* EXERCISE DATA:
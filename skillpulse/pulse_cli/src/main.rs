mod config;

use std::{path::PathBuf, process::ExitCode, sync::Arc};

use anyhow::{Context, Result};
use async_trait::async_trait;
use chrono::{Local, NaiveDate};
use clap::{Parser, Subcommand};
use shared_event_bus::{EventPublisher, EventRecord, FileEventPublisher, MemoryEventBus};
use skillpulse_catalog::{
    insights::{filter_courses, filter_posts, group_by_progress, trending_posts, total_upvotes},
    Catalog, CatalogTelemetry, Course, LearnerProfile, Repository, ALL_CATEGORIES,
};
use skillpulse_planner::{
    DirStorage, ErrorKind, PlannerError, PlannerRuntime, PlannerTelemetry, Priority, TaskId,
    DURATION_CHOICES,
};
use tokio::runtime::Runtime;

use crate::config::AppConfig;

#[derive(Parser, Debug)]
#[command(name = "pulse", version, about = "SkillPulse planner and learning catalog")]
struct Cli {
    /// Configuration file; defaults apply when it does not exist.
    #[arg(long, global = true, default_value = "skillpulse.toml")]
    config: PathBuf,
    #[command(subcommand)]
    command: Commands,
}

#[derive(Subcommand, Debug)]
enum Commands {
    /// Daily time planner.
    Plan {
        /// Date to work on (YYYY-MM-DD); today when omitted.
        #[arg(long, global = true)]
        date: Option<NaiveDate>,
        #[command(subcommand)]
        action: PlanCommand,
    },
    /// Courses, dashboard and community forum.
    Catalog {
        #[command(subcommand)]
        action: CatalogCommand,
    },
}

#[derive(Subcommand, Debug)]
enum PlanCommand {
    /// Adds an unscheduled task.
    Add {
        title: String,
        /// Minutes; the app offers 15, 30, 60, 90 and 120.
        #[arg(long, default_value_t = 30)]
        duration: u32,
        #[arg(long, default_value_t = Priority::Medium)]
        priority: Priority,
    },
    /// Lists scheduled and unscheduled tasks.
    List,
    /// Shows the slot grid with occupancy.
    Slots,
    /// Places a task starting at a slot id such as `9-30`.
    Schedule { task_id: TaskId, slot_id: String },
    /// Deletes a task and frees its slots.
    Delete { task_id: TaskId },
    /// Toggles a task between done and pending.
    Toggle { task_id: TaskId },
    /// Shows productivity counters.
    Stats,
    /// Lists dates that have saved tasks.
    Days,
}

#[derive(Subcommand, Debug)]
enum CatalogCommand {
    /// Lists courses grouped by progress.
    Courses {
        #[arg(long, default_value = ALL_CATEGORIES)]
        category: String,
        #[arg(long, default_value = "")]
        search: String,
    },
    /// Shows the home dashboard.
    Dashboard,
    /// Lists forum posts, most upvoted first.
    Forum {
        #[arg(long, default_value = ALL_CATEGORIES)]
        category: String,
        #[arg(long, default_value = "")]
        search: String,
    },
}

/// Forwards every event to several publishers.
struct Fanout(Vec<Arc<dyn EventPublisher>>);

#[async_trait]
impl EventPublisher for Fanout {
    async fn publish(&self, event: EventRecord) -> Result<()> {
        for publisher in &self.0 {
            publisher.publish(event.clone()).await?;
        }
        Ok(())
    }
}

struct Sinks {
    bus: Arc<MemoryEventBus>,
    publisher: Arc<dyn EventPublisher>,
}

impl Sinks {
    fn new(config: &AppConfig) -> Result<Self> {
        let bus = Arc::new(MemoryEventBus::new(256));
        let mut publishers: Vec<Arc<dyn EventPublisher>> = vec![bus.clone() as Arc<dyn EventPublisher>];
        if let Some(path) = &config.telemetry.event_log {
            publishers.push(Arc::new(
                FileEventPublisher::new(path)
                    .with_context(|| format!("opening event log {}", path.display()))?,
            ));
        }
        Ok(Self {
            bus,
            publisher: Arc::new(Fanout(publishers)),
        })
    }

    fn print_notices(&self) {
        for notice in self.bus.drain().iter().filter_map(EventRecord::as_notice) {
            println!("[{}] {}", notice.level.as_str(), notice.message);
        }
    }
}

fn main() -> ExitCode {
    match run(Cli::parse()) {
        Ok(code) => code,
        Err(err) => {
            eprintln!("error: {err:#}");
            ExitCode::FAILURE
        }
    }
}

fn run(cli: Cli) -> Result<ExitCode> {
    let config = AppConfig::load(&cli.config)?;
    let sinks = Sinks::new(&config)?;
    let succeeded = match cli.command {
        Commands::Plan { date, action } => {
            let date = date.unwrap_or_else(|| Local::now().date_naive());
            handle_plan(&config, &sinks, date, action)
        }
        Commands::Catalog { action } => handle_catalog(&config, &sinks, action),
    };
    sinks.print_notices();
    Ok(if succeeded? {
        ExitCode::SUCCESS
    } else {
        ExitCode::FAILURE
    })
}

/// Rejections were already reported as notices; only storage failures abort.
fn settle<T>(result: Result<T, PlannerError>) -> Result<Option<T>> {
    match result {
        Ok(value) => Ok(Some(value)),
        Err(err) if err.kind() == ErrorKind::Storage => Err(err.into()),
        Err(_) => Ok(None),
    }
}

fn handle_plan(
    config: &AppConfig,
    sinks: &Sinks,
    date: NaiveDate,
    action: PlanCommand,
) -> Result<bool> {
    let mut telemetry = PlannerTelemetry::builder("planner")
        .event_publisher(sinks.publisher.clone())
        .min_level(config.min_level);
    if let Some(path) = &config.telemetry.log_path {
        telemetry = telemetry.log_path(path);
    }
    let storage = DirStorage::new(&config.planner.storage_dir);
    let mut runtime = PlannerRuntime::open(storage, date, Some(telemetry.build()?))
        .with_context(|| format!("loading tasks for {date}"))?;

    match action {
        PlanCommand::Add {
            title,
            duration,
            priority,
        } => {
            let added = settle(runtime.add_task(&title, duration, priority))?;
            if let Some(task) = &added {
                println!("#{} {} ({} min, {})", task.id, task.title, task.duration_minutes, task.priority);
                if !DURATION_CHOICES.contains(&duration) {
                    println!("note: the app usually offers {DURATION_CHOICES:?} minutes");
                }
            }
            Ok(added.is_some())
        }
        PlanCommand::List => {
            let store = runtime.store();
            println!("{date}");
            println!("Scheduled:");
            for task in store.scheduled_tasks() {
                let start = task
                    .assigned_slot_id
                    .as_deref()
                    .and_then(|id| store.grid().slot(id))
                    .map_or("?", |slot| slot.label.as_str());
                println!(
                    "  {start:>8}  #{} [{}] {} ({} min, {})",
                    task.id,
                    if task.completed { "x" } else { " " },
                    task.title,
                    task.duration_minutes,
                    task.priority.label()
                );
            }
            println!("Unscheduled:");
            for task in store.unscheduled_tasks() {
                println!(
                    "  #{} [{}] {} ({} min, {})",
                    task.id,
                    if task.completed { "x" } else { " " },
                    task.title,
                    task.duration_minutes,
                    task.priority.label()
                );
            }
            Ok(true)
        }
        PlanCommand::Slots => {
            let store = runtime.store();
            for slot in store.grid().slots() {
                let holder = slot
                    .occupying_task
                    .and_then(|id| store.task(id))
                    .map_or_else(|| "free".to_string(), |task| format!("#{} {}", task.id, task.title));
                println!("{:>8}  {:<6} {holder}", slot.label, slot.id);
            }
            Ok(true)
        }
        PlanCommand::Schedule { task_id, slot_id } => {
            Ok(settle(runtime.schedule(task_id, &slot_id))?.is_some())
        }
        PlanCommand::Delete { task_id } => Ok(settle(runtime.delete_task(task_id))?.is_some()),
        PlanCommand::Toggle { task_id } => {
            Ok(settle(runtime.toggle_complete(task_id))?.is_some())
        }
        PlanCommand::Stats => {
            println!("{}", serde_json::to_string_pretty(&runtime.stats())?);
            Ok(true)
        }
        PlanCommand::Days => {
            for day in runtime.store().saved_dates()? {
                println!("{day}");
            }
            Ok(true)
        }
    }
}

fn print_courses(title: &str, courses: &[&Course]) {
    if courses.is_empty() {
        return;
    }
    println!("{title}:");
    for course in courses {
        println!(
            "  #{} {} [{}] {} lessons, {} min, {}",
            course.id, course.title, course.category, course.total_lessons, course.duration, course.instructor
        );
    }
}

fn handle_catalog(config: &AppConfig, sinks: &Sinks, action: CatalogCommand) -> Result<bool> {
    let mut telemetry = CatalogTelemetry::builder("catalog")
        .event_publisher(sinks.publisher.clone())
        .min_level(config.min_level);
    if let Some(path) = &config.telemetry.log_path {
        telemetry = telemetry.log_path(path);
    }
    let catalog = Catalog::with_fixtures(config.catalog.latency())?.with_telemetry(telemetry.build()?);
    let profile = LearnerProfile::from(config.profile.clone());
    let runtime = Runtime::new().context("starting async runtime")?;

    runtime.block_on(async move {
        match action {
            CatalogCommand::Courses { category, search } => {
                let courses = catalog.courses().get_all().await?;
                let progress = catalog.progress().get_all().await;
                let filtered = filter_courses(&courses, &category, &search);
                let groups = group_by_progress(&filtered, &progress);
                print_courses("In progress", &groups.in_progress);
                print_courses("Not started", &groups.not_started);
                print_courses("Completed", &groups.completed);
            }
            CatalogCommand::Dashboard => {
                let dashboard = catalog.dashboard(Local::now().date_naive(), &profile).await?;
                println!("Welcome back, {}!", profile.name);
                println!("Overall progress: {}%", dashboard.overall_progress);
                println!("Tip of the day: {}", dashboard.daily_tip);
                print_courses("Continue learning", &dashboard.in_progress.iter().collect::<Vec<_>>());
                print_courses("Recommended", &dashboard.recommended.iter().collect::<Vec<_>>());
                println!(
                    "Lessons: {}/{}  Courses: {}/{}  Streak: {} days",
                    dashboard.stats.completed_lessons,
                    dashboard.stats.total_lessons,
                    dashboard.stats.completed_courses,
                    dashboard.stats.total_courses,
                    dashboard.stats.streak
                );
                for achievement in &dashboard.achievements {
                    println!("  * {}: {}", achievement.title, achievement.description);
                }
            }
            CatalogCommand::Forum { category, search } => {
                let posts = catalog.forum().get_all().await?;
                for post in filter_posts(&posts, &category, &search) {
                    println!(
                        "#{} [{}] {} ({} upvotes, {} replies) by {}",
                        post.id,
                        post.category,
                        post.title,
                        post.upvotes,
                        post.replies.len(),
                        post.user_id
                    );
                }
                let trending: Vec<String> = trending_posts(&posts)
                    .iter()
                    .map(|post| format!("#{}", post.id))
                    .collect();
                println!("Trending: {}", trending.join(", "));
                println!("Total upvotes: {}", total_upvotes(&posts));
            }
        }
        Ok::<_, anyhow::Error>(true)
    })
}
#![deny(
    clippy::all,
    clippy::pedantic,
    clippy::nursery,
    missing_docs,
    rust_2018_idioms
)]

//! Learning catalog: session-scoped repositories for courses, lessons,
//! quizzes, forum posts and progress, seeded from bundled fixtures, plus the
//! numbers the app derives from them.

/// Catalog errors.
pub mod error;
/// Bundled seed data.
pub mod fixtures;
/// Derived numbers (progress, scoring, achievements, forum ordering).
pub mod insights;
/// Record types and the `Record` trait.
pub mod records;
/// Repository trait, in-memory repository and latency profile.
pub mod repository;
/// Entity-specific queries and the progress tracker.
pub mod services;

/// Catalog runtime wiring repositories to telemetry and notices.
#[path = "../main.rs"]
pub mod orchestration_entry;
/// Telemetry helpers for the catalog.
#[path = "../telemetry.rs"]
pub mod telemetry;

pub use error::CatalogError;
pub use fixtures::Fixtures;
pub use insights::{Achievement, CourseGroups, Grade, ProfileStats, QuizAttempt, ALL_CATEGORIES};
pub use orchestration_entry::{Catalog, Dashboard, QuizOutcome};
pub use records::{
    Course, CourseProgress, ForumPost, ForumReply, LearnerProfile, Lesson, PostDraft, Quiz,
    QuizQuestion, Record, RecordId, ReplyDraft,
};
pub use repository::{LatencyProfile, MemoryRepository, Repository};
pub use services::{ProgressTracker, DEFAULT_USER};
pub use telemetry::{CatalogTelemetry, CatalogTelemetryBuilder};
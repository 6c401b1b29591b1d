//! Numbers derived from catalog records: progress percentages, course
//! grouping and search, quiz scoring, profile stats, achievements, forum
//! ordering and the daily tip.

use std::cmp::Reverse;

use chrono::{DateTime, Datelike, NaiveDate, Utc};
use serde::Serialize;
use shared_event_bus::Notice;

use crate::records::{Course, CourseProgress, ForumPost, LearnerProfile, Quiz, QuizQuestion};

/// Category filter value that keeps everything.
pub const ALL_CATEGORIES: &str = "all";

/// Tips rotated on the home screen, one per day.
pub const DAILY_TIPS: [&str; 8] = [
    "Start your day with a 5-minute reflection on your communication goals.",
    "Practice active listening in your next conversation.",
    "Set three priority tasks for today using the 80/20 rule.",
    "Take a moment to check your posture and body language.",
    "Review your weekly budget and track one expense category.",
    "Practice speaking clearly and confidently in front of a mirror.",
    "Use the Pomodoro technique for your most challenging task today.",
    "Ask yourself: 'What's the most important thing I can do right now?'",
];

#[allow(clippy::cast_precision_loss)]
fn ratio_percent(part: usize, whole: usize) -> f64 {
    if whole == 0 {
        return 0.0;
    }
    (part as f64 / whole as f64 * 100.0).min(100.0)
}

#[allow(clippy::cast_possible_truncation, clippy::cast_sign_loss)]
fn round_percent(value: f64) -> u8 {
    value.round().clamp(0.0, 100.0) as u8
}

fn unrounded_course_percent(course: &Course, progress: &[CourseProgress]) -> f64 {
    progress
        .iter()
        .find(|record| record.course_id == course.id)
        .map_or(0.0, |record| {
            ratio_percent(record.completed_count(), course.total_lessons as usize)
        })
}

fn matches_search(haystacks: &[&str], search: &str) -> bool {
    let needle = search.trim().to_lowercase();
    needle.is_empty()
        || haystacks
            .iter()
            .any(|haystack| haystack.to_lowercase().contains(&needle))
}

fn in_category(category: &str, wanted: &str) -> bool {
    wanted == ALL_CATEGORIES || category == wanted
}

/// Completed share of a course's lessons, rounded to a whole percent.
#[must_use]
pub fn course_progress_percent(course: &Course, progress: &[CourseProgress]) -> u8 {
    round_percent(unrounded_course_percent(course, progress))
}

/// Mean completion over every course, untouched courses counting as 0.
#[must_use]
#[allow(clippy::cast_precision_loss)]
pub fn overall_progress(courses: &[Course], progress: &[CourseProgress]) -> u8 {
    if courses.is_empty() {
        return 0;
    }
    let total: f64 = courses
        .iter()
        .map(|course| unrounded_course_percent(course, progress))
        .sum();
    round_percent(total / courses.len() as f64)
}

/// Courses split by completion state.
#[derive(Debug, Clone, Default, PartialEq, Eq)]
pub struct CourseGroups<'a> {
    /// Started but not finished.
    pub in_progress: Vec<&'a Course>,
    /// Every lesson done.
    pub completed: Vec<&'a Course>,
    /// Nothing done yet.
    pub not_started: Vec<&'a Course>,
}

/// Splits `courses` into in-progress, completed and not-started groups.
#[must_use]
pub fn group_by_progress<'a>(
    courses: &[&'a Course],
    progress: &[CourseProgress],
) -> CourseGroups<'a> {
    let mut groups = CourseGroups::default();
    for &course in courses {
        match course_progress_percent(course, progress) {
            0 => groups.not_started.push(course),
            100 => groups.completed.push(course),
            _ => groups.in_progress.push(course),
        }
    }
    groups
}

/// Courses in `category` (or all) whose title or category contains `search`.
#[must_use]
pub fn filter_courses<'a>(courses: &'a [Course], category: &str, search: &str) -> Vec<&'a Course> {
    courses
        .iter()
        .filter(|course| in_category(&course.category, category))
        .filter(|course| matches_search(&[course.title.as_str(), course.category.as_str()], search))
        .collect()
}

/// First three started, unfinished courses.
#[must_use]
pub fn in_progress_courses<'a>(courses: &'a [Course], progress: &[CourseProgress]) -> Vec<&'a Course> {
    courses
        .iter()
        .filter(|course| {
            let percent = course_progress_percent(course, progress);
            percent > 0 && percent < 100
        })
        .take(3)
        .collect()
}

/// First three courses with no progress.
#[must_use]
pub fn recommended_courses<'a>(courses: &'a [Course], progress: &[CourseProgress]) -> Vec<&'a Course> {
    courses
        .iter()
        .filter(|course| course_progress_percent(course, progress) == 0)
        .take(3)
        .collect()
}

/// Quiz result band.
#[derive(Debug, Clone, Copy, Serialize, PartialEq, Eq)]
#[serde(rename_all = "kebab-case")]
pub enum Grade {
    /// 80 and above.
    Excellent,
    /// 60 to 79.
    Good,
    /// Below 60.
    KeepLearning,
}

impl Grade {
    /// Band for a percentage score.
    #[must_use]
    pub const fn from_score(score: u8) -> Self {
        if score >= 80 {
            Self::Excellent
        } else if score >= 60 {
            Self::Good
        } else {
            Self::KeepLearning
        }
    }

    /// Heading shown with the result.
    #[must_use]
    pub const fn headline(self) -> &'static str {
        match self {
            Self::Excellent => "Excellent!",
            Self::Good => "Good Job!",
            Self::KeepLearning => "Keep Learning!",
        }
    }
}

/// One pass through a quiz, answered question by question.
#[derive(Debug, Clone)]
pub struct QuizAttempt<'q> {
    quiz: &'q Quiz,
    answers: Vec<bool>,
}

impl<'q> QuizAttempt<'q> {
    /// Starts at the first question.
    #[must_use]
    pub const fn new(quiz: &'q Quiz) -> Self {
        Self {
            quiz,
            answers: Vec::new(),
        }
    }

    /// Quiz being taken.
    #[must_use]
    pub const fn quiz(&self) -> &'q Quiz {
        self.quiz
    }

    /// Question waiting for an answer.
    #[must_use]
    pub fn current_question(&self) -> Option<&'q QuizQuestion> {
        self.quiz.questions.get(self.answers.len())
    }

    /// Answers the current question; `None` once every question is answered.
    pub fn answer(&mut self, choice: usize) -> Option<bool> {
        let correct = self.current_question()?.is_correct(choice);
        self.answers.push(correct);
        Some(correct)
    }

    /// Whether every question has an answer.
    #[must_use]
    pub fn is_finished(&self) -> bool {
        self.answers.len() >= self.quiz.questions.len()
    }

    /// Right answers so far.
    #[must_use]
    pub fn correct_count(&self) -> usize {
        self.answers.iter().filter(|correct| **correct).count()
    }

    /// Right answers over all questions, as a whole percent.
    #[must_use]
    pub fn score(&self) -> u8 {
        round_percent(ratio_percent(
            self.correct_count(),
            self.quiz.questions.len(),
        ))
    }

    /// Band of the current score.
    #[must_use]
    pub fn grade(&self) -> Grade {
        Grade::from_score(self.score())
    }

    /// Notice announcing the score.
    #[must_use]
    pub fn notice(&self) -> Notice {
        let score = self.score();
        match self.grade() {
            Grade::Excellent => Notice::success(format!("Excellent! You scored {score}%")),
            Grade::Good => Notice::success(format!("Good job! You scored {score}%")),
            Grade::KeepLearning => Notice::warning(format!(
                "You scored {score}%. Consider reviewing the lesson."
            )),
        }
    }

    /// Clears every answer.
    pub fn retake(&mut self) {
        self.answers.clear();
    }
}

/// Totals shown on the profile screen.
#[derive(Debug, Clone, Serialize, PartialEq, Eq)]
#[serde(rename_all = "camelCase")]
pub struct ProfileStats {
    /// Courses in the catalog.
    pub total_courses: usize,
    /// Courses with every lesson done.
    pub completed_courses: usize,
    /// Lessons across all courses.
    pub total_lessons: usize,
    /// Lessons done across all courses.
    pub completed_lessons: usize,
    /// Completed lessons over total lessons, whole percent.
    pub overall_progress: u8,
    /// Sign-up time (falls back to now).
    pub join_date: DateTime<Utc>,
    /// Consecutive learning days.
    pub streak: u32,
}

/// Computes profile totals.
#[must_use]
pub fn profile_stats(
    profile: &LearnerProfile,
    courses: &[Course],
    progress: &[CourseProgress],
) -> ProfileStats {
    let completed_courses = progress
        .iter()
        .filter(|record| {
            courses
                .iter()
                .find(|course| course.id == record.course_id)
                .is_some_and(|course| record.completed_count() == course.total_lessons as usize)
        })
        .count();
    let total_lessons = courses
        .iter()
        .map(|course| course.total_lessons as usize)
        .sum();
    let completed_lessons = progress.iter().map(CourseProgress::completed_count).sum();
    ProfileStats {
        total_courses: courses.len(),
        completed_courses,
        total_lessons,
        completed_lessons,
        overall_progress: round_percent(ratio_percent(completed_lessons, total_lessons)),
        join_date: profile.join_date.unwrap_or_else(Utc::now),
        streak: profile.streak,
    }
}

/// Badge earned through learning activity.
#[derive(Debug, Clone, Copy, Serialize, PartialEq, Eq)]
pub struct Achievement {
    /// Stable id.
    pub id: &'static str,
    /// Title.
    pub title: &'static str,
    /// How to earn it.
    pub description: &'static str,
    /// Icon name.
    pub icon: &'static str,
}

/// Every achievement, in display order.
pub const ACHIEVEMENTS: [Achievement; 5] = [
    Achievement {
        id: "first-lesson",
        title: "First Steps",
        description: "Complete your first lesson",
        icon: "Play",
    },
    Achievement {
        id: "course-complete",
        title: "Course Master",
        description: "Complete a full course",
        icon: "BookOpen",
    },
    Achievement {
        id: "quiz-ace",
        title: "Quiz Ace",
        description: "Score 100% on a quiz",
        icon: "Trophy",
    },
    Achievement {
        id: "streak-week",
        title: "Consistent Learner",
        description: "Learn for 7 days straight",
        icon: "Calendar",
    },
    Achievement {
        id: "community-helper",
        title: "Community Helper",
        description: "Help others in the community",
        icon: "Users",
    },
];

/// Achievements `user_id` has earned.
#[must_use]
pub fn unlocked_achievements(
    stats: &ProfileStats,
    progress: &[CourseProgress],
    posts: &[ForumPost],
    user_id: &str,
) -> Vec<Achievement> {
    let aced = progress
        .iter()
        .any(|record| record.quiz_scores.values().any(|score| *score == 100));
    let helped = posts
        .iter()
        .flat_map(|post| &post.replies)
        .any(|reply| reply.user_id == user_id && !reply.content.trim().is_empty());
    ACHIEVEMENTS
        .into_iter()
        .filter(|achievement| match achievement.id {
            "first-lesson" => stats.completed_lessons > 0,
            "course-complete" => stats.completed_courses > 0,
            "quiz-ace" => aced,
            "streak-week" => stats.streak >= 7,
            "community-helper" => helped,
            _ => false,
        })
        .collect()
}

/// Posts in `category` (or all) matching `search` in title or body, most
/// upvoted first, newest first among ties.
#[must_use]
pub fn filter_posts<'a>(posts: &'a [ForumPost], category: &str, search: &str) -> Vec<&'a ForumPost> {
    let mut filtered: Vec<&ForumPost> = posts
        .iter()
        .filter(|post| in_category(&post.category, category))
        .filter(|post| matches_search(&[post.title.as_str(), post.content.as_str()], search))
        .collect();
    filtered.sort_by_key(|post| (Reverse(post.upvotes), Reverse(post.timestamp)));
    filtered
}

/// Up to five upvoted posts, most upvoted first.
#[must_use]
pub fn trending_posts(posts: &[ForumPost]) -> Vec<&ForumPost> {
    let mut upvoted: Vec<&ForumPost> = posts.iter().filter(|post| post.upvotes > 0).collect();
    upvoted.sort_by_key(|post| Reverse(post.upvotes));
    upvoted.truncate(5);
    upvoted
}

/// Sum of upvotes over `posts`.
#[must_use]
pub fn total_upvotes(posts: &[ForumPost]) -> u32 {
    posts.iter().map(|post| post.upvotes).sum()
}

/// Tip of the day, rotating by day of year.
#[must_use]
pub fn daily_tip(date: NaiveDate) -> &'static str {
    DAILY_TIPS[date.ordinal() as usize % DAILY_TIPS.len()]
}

* TRY IT: Your answer should be the lines of the records that hold the string "when".

* PROBLEM SOLUTION:
    /// Configuration file; defaults apply when it does not exist.
        /// Date to work on (YYYY-MM-DD); today when omitted.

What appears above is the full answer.